EXERCISE DIRECTIONS
An exact copy of the entries below is the expected answer.

MATERIAL FOR THIS TASK
use ratatui::Frame;
use ratatui::layout::{Constraint, Layout, Rect};
use ratatui::style::{Color, Modifier, Style};
use ratatui::text::{Line, Span};
use ratatui::widgets::{Block, BorderType, Borders, Clear, List, ListItem, ListState, Paragraph};

use crate::app::PathPicker;
use crate::infra::paths;
use crate::ui::Component;
use crate::ui::text_util::{truncate_start, truncate_with_ellipsis};

const OVERLAY_HEIGHT_PERCENT: u16 = 70;
const OVERLAY_WIDTH_PERCENT: u16 = 70;
const MIN_OVERLAY_WIDTH: u16 = 40;
const MIN_OVERLAY_HEIGHT: u16 = 10;

/// Directory browser popup over the current page.
pub struct PathPickerOverlay<'a> {
    picker: &'a PathPicker,
}

impl<'a> PathPickerOverlay<'a> {
    pub fn new(picker: &'a PathPicker) -> Self {
        Self { picker }
    }

    fn popup_area(area: Rect) -> Rect {
        let width = (area.width * OVERLAY_WIDTH_PERCENT / 100)
            .max(MIN_OVERLAY_WIDTH)
            .min(area.width);
        let height = (area.height * OVERLAY_HEIGHT_PERCENT / 100)
            .max(MIN_OVERLAY_HEIGHT)
            .min(area.height);

        Rect::new(
            area.x + (area.width.saturating_sub(width)) / 2,
            area.y + (area.height.saturating_sub(height)) / 2,
            width,
            height,
        )
    }

    fn title(&self) -> &'static str {
        if self.picker.directories_only() {
            " Select Directory "
        } else {
            " Select File or Directory "
        }
    }

    fn items(&self, width: usize) -> Vec<ListItem<'static>> {
        self.picker
            .entries()
            .iter()
            .map(|entry| {
                let (name, style) = if entry.is_dir {
                    (
                        format!("{}/", entry.name),
                        Style::default()
                            .fg(Color::Cyan)
                            .add_modifier(Modifier::BOLD),
                    )
                } else {
                    (entry.name.clone(), Style::default().fg(Color::White))
                };

                ListItem::new(Line::from(Span::styled(
                    truncate_with_ellipsis(&name, width),
                    style,
                )))
            })
            .collect()
    }
}

impl Component for PathPickerOverlay<'_> {
    fn render(&self, f: &mut Frame, area: Rect) {
        let popup_area = Self::popup_area(area);
        let block = Block::default()
            .borders(Borders::ALL)
            .border_type(BorderType::Rounded)
            .border_style(Style::default().fg(Color::Cyan))
            .title(Span::styled(
                self.title(),
                Style::default()
                    .fg(Color::Cyan)
                    .add_modifier(Modifier::BOLD),
            ));
        let inner = block.inner(popup_area);

        f.render_widget(Clear, popup_area);
        f.render_widget(block, popup_area);

        let [header_area, list_area, status_area] = Layout::vertical([
            Constraint::Length(2),
            Constraint::Min(0),
            Constraint::Length(1),
        ])
        .areas(inner);

        let current_dir = paths::display_path(self.picker.current_dir());
        let header = Paragraph::new(Line::from(vec![
            Span::styled(" ", Style::default()),
            Span::styled(
                truncate_start(&current_dir, usize::from(inner.width.saturating_sub(2))),
                Style::default().fg(Color::Yellow),
            ),
        ]))
        .block(Block::default().borders(Borders::BOTTOM));
        f.render_widget(header, header_area);

        let list_width = usize::from(list_area.width.saturating_sub(3));
        if let Some(error) = self.picker.error() {
            f.render_widget(
                Paragraph::new(format!(" {error}")).style(Style::default().fg(Color::Red)),
                list_area,
            );
        } else if self.picker.entries().is_empty() {
            f.render_widget(
                Paragraph::new(" (empty)").style(Style::default().fg(Color::DarkGray)),
                list_area,
            );
        } else {
            let list = List::new(self.items(list_width))
                .highlight_style(Style::default().bg(Color::DarkGray))
                .highlight_symbol("\u{25b8} ");
            let mut state = ListState::default().with_selected(Some(self.picker.selected()));
            f.render_stateful_widget(list, list_area, &mut state);
        }

        let hidden = if self.picker.shows_hidden() {
            "hidden: shown"
        } else {
            "hidden: off"
        };
        let status = format!(" {} entries | {hidden}", self.picker.entries().len());
        f.render_widget(
            Paragraph::new(status).style(Style::default().fg(Color::DarkGray)),
            status_area,
        );
    }
}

TASK RESULT
use ratatui::Frame;
use ratatui::layout::{Constraint, Layout, Rect};
use ratatui::style::{Color, Modifier, Style};
use ratatui::text::{Line, Span};
use ratatui::widgets::{Block, BorderType, Borders, Clear, List, ListItem, ListState, Paragraph};

use crate::app::PathPicker;
use crate::infra::paths;
use crate::ui::Component;
use crate::ui::text_util::{truncate_start, truncate_with_ellipsis};

const OVERLAY_HEIGHT_PERCENT: u16 = 70;
const OVERLAY_WIDTH_PERCENT: u16 = 70;
const MIN_OVERLAY_WIDTH: u16 = 40;
const MIN_OVERLAY_HEIGHT: u16 = 10;

/// Directory browser popup over the current page.
pub struct PathPickerOverlay<'a> {
    picker: &'a PathPicker,
}

impl<'a> PathPickerOverlay<'a> {
    pub fn new(picker: &'a PathPicker) -> Self {
        Self { picker }
    }

    fn popup_area(area: Rect) -> Rect {
        let width = (area.width * OVERLAY_WIDTH_PERCENT / 100)
            .max(MIN_OVERLAY_WIDTH)
            .min(area.width);
        let height = (area.height * OVERLAY_HEIGHT_PERCENT / 100)
            .max(MIN_OVERLAY_HEIGHT)
            .min(area.height);

        Rect::new(
            area.x + (area.width.saturating_sub(width)) / 2,
            area.y + (area.height.saturating_sub(height)) / 2,
            width,
            height,
        )
    }

    fn title(&self) -> &'static str {
        if self.picker.directories_only() {
            " Select Directory "
        } else {
            " Select File or Directory "
        }
    }

    fn items(&self, width: usize) -> Vec<ListItem<'static>> {
        self.picker
            .entries()
            .iter()
            .map(|entry| {
                let (name, style) = if entry.is_dir {
                    (
                        format!("{}/", entry.name),
                        Style::default()
                            .fg(Color::Cyan)
                            .add_modifier(Modifier::BOLD),
                    )
                } else {
                    (entry.name.clone(), Style::default().fg(Color::White))
                };

                ListItem::new(Line::from(Span::styled(
                    truncate_with_ellipsis(&name, width),
                    style,
                )))
            })
            .collect()
    }
}

impl Component for PathPickerOverlay<'_> {
    fn render(&self, f: &mut Frame, area: Rect) {
        let popup_area = Self::popup_area(area);
        let block = Block::default()
            .borders(Borders::ALL)
            .border_type(BorderType::Rounded)
            .border_style(Style::default().fg(Color::Cyan))
            .title(Span::styled(
                self.title(),
                Style::default()
                    .fg(Color::Cyan)
                    .add_modifier(Modifier::BOLD),
            ));
        let inner = block.inner(popup_area);

        f.render_widget(Clear, popup_area);
        f.render_widget(block, popup_area);

        let [header_area, list_area, status_area] = Layout::vertical([
            Constraint::Length(2),
            Constraint::Min(0),
            Constraint::Length(1),
        ])
        .areas(inner);

        let current_dir = paths::display_path(self.picker.current_dir());
        let header = Paragraph::new(Line::from(vec![
            Span::styled(" ", Style::default()),
            Span::styled(
                truncate_start(&current_dir, usize::from(inner.width.saturating_sub(2))),
                Style::default().fg(Color::Yellow),
            ),
        ]))
        .block(Block::default().borders(Borders::BOTTOM));
        f.render_widget(header, header_area);

        let list_width = usize::from(list_area.width.saturating_sub(3));
        if let Some(error) = self.picker.error() {
            f.render_widget(
                Paragraph::new(format!(" {error}")).style(Style::default().fg(Color::Red)),
                list_area,
            );
        } else if self.picker.entries().is_empty() {
            f.render_widget(
                Paragraph::new(" (empty)").style(Style::default().fg(Color::DarkGray)),
                list_area,
            );
        } else {
            let list = List::new(self.items(list_width))
                .highlight_style(Style::default().bg(Color::DarkGray))
                .highlight_symbol("\u{25b8} ");
            let mut state = ListState::default().with_selected(Some(self.picker.selected()));
            f.render_stateful_widget(list, list_area, &mut state);
        }

        let hidden = if self.picker.shows_hidden() {
            "hidden: shown"
        } else {
            "hidden: off"
        };
        let status = format!(" {} entries | {hidden}", self.picker.entries().len());
        f.render_widget(
            Paragraph::new(status).style(Style::default().fg(Color::DarkGray)),
            status_area,
        );
    }
}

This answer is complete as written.